De onderzoekers stippelen een werkwijze uit, die in het verslag is opgenomen. Ze kiezen één gerecht dat in veel boeken voorkomt, dat in alle sociale klassen wel wordt gemaakt, dat jaarrond kan worden gemaakt en waarvan de ingrediënten (dus) niet sterk afhangen van het seizoen. [De onderbouwing hiervoor is niet erg duidelijk; men vermeldt hooguit dat het thuis (?) moet worden bereid en het testpanel in herfst, winter en voorjaar met kunnen proeven, MergenMetz.] De keus valt op appeltaart: niet moeilijk te maken, kan koud of warm worden gegeten en kan van de ene op de andere dag buiten de koelkast worden bewaard. We merken op dat een gerecht koud of warm sterk van smaak kan verschillen. Elk van de door de onderzoekers geselecteerde kookboeken bevat tenminste één recept voor appeltaart.

Appeltaartvariaties
(Dit lezende moesten we subiet denken aan het even waan- als kunstzinnige boek Appeltaartvariaties van Annita van Betuw.)
Men koos zo goed en kwaad als het kon, zo veel mogelijk authentieke ingrediënten. Voor de appel werd de goudrenet gekozen. Dus rauwmelkse boter van blaarkoppen, om maar een voorbeeld te noemen. Die koeien bestaan al sinds de Middeleeuwen. Voor suiker gebruikte men suikerbrood van rietsuiker.
Een recept bestaat uit drie onderdelen: ingrediënten, bereidingswijze en het eindresultaat. Voor wat betreft de ingrediënten verschillen de recepten niet erg, wel als het om de bereidingswijze en volume gaat. Men koos ervoor twee recepten uit te proberen

Bakblikken
En dan is er nog de keus voor verhitten en het bakblik. Ovens (meest gemetselde) waren alleen in de keukens van de welgestelden. Open vuur, al dan niet in huis, was gangbaar. Vuur van hout (30%) en turf (70%) werd verkozen. Maar om smaakverschillen te testen, werd er gebruik gemaakt van aardewerken bakvormen, een 19e eeuwse koperen Tourtière-pot en moderne bakblikken. (Tourtière is een vleestaart, maar de koperen pot kan natuurlijk ook voor appeltaart worden gebruikt.)
Honderd leden van het testpanel testten de taarten en vulden een vragenlijst in, waarin ook werd gevraagd welke ingrediënten men herkende.
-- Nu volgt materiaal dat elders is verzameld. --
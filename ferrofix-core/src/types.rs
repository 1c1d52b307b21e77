/******************************************************************************
   Author: Joaquín Béjar García
   Email: jb@taunais.com
   Date: 27/1/26
******************************************************************************/

//! Core types for FIX protocol operations.
//!
//! This module provides fundamental types used throughout the FerroFix engine:
//! - [`SeqNum`]: Sequence number wrapper
//! - [`Timestamp`]: FIX-formatted UTC timestamp
//! - [`CompId`]: Component identifier (SenderCompID, TargetCompID)

use arrayvec::ArrayString;
use chrono::{DateTime, Utc};
use serde::{Deserialize, Serialize};
use std::fmt;
use std::str::FromStr;

/// Maximum length for CompID strings in bytes.
pub const COMP_ID_MAX_LEN: usize = 32;

/// FIX message sequence number.
///
/// Sequence numbers are unsigned 64-bit integers that identify messages
/// within a FIX session. They start at 1 and increment for each message sent.
#[derive(Debug, Clone, Copy, PartialEq, Eq, PartialOrd, Ord, Hash, Serialize, Deserialize)]
#[repr(transparent)]
#[serde(transparent)]
pub struct SeqNum(u64);

impl SeqNum {
    /// Creates a new sequence number.
    ///
    /// # Arguments
    /// * `value` - The sequence number value (should be >= 1 for valid FIX messages)
    #[inline]
    #[must_use]
    pub const fn new(value: u64) -> Self {
        Self(value)
    }

    /// Returns the raw sequence number value.
    #[inline]
    #[must_use]
    pub const fn value(self) -> u64 {
        self.0
    }

    /// Returns the next sequence number.
    #[inline]
    #[must_use]
    pub const fn next(self) -> Self {
        Self(self.0 + 1)
    }

    /// Returns this sequence number advanced by `delta`.
    #[inline]
    #[must_use]
    pub const fn advanced_by(self, delta: u64) -> Self {
        Self(self.0 + delta)
    }

    /// Checks if this sequence number is valid (>= 1).
    #[inline]
    #[must_use]
    pub const fn is_valid(self) -> bool {
        self.0 >= 1
    }
}

impl Default for SeqNum {
    fn default() -> Self {
        Self(1)
    }
}

impl From<u64> for SeqNum {
    fn from(value: u64) -> Self {
        Self(value)
    }
}

impl From<SeqNum> for u64 {
    fn from(seq: SeqNum) -> Self {
        seq.0
    }
}

impl fmt::Display for SeqNum {
    fn fmt(&self, f: &mut fmt::Formatter<'_>) -> fmt::Result {
        write!(f, "{}", self.0)
    }
}

/// FIX protocol UTC timestamp.
///
/// Timestamps in FIX are formatted as `YYYYMMDD-HH:MM:SS.sss` with
/// millisecond precision (tag 52, SendingTime).
#[derive(Debug, Clone, Copy, PartialEq, Eq, PartialOrd, Ord, Hash, Serialize, Deserialize)]
pub struct Timestamp {
    /// Nanoseconds since Unix epoch (1970-01-01 00:00:00 UTC).
    nanos_since_epoch: u64,
}

impl Timestamp {
    /// Creates a timestamp from milliseconds since Unix epoch.
    ///
    /// # Arguments
    /// * `millis` - Milliseconds since 1970-01-01 00:00:00 UTC
    #[inline]
    #[must_use]
    pub const fn from_millis(millis: u64) -> Self {
        Self {
            nanos_since_epoch: millis * 1_000_000,
        }
    }

    /// Returns the current UTC timestamp.
    #[inline]
    #[must_use]
    pub fn now() -> Self {
        let dt = Utc::now();
        Self {
            nanos_since_epoch: dt.timestamp_nanos_opt().unwrap_or(0) as u64,
        }
    }

    /// Returns milliseconds since Unix epoch.
    #[inline]
    #[must_use]
    pub const fn as_millis(self) -> u64 {
        self.nanos_since_epoch / 1_000_000
    }

    /// Converts to a chrono `DateTime<Utc>`.
    #[must_use]
    pub fn to_datetime(self) -> DateTime<Utc> {
        DateTime::from_timestamp_nanos(self.nanos_since_epoch as i64)
    }

    /// Formats the timestamp in FIX format with millisecond precision.
    ///
    /// Format: `YYYYMMDD-HH:MM:SS.sss`
    #[must_use]
    pub fn format_millis(self) -> ArrayString<21> {
        let dt = self.to_datetime();
        let mut buf = ArrayString::new();
        let _ = std::fmt::write(
            &mut buf,
            format_args!("{}", dt.format("%Y%m%d-%H:%M:%S%.3f")),
        );
        buf
    }
}

impl Default for Timestamp {
    fn default() -> Self {
        Self::now()
    }
}

impl From<DateTime<Utc>> for Timestamp {
    fn from(dt: DateTime<Utc>) -> Self {
        Self {
            nanos_since_epoch: dt.timestamp_nanos_opt().unwrap_or(0) as u64,
        }
    }
}

impl fmt::Display for Timestamp {
    fn fmt(&self, f: &mut fmt::Formatter<'_>) -> fmt::Result {
        write!(f, "{}", self.format_millis())
    }
}

/// Component identifier for FIX sessions.
///
/// Used for SenderCompID (tag 49), TargetCompID (tag 56), and related fields.
/// Maximum length is 32 characters as per FIX specification.
#[derive(Debug, Clone, PartialEq, Eq, PartialOrd, Ord, Hash, Serialize, Deserialize)]
#[repr(transparent)]
#[serde(transparent)]
pub struct CompId(ArrayString<COMP_ID_MAX_LEN>);

impl CompId {
    /// Creates a new CompId from a string slice.
    ///
    /// # Arguments
    /// * `s` - The component identifier string
    ///
    /// # Returns
    /// `Some(CompId)` if the string fits within the maximum length, `None` otherwise.
    #[must_use]
    pub fn new(s: &str) -> Option<Self> {
        ArrayString::from(s).ok().map(Self)
    }

    /// Returns the CompId as a string slice.
    #[inline]
    #[must_use]
    pub fn as_str(&self) -> &str {
        self.0.as_str()
    }

    /// Returns the length of the CompId in bytes.
    #[inline]
    #[must_use]
    pub fn len(&self) -> usize {
        self.0.len()
    }

    /// Returns true if the CompId is empty.
    #[inline]
    #[must_use]
    pub fn is_empty(&self) -> bool {
        self.0.is_empty()
    }
}

impl AsRef<str> for CompId {
    fn as_ref(&self) -> &str {
        self.as_str()
    }
}

impl fmt::Display for CompId {
    fn fmt(&self, f: &mut fmt::Formatter<'_>) -> fmt::Result {
        write!(f, "{}", self.0)
    }
}

impl FromStr for CompId {
    type Err = arrayvec::CapacityError<()>;

    fn from_str(s: &str) -> Result<Self, Self::Err> {
        ArrayString::try_from(s)
            .map(Self)
            .map_err(|_| arrayvec::CapacityError::new(()))
    }
}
In de open vraag over de appeltaart worden de oude begrippen als lieflijk, papachtig en wrang, vandaag de dag niet gebruikt. Geconfronteerd met deze woorden interpreteerde men deze als modern Nederlands. Grappig is dat iemand de taart omschreef als ‘biologisch zonder suiker’ – feit is: vroeger gebruikte men gewoonweg minder suiker dan vandaag. De zogenaamde bliss point schuift op: ons eten wordt steeds zoeter, in dit geval.
Eens te meer blijkt: over smaak valt niet te twisten.
Conclusie
De conclusie is dat de appeltaart in verleden tijden qua structuur anders was dan de hedendaagse. Maar het testpanel herkende het als appeltaart. Dat dan weer wel.
Maar op basis van de begrippen kan de smaak niet worden vergeleken, al is het alleen maar omdat in de oude werken geen of amper gebruik wordt gemaakt van begrippen die smaak omschrijven. Maar begrippen veranderen ook van betekenis. Wel bleek dat het gebruik van middelen (bakvormen) en warmtebron, nauwelijks tot geen invloed had op de smaak. Dit in tegenstelling tot de keus voor ingrediënten.